** Information provided follows **

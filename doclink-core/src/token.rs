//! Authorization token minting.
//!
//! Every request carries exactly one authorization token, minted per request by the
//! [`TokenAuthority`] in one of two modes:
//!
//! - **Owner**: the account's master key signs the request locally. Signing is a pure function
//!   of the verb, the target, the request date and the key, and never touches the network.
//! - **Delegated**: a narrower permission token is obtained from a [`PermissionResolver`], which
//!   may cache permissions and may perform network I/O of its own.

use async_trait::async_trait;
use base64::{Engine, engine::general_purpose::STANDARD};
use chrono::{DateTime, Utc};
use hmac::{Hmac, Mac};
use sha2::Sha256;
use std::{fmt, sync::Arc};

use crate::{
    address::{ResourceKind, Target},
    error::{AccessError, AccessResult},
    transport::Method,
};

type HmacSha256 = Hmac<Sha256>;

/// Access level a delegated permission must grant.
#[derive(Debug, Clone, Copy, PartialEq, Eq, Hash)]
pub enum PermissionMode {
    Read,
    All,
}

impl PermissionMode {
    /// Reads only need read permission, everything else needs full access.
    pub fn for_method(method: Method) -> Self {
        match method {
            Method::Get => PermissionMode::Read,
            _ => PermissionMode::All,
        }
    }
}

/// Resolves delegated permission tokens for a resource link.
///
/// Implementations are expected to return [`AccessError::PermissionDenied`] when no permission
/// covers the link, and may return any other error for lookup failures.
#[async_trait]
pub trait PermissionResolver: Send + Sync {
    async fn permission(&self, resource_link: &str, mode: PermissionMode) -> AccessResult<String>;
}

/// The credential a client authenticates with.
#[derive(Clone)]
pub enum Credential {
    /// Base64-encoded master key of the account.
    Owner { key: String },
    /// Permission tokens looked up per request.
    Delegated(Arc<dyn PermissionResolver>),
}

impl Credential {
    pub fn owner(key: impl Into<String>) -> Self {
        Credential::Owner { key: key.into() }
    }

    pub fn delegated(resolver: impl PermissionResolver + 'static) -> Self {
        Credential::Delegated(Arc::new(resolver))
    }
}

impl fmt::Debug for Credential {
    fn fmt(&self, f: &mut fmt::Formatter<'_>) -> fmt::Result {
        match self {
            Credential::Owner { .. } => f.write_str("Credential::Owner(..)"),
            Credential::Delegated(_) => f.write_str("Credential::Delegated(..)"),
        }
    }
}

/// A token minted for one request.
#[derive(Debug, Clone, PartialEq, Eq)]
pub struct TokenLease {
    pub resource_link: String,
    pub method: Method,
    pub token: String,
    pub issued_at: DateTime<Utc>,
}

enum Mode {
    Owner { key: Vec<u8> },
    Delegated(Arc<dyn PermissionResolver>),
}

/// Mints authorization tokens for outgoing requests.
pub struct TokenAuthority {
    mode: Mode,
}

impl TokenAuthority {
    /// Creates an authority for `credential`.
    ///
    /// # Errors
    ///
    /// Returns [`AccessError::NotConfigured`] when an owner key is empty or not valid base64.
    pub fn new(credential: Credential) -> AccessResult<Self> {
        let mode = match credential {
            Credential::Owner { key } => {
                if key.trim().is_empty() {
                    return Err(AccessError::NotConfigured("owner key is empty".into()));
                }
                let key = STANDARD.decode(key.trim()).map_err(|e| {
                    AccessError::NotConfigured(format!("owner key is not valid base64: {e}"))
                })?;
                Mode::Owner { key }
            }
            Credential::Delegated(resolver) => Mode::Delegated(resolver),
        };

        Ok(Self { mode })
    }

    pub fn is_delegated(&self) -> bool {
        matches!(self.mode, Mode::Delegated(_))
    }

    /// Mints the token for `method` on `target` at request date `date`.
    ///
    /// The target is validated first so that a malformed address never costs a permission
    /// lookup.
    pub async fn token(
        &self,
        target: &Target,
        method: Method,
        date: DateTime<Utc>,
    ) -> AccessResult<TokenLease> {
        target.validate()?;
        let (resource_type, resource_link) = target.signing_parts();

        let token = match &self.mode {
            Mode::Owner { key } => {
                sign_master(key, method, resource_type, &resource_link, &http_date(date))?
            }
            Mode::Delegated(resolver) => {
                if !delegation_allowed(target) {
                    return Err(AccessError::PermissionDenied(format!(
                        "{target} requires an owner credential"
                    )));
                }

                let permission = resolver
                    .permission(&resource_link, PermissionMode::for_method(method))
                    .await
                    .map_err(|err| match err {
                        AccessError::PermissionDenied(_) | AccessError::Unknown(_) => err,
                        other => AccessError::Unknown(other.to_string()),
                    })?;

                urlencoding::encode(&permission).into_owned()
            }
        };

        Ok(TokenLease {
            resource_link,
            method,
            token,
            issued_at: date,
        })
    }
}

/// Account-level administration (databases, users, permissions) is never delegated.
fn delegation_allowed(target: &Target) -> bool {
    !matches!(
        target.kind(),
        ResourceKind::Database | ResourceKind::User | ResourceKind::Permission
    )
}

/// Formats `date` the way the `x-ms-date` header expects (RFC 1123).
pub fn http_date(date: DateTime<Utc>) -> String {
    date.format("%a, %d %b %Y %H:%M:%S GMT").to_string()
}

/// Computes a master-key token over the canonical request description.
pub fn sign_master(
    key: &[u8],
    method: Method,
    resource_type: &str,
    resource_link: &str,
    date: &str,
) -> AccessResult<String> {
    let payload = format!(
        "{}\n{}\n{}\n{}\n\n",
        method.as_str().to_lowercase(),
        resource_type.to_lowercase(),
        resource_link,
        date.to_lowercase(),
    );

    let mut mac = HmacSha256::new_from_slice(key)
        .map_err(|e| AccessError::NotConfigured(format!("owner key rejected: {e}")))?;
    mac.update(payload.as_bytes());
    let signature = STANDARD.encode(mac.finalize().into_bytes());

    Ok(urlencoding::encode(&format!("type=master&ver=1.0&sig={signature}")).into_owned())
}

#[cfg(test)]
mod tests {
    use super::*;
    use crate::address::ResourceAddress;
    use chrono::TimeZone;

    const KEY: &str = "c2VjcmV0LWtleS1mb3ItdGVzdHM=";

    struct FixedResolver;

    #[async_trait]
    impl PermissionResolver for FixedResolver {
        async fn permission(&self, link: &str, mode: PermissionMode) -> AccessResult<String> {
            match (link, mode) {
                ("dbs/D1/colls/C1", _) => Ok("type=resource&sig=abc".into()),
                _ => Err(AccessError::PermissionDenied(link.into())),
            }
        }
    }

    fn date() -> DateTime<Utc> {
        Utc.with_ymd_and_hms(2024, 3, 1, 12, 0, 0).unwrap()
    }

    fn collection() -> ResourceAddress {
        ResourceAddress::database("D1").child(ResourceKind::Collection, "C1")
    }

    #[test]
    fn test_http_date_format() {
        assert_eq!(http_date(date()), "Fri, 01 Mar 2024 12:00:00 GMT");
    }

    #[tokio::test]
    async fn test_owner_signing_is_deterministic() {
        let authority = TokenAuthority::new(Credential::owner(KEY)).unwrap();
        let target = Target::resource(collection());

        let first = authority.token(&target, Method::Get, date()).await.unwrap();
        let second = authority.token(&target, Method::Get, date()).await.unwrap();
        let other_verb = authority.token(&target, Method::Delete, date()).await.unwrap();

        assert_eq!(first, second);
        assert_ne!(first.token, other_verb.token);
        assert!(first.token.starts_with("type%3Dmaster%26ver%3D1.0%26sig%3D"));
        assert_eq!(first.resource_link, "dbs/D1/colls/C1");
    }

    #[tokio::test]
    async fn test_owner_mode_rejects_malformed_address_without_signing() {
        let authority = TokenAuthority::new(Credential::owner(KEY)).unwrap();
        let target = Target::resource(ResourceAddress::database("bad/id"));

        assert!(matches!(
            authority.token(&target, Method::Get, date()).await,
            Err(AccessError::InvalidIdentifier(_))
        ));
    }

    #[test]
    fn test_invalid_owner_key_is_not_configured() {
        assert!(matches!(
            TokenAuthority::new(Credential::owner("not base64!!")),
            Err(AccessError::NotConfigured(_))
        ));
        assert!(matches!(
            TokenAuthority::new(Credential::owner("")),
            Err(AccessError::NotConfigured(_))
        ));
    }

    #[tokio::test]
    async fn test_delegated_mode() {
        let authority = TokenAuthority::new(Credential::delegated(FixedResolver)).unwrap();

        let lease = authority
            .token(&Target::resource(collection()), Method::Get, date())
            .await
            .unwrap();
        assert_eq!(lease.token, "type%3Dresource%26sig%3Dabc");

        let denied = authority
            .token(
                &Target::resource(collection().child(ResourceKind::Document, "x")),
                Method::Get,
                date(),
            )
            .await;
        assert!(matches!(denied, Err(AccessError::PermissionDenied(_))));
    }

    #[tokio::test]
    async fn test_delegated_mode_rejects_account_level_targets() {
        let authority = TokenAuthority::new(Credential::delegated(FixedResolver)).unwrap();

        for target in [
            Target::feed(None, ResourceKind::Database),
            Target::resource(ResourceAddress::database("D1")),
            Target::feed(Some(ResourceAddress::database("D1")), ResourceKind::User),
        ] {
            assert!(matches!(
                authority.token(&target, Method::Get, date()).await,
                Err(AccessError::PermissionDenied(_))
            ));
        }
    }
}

** End of Information provided **

For each line above that contains the word "struct", make a copy.

● **Output of the exercise**
pub struct TokenLease {
pub struct TokenAuthority {
    struct FixedResolver;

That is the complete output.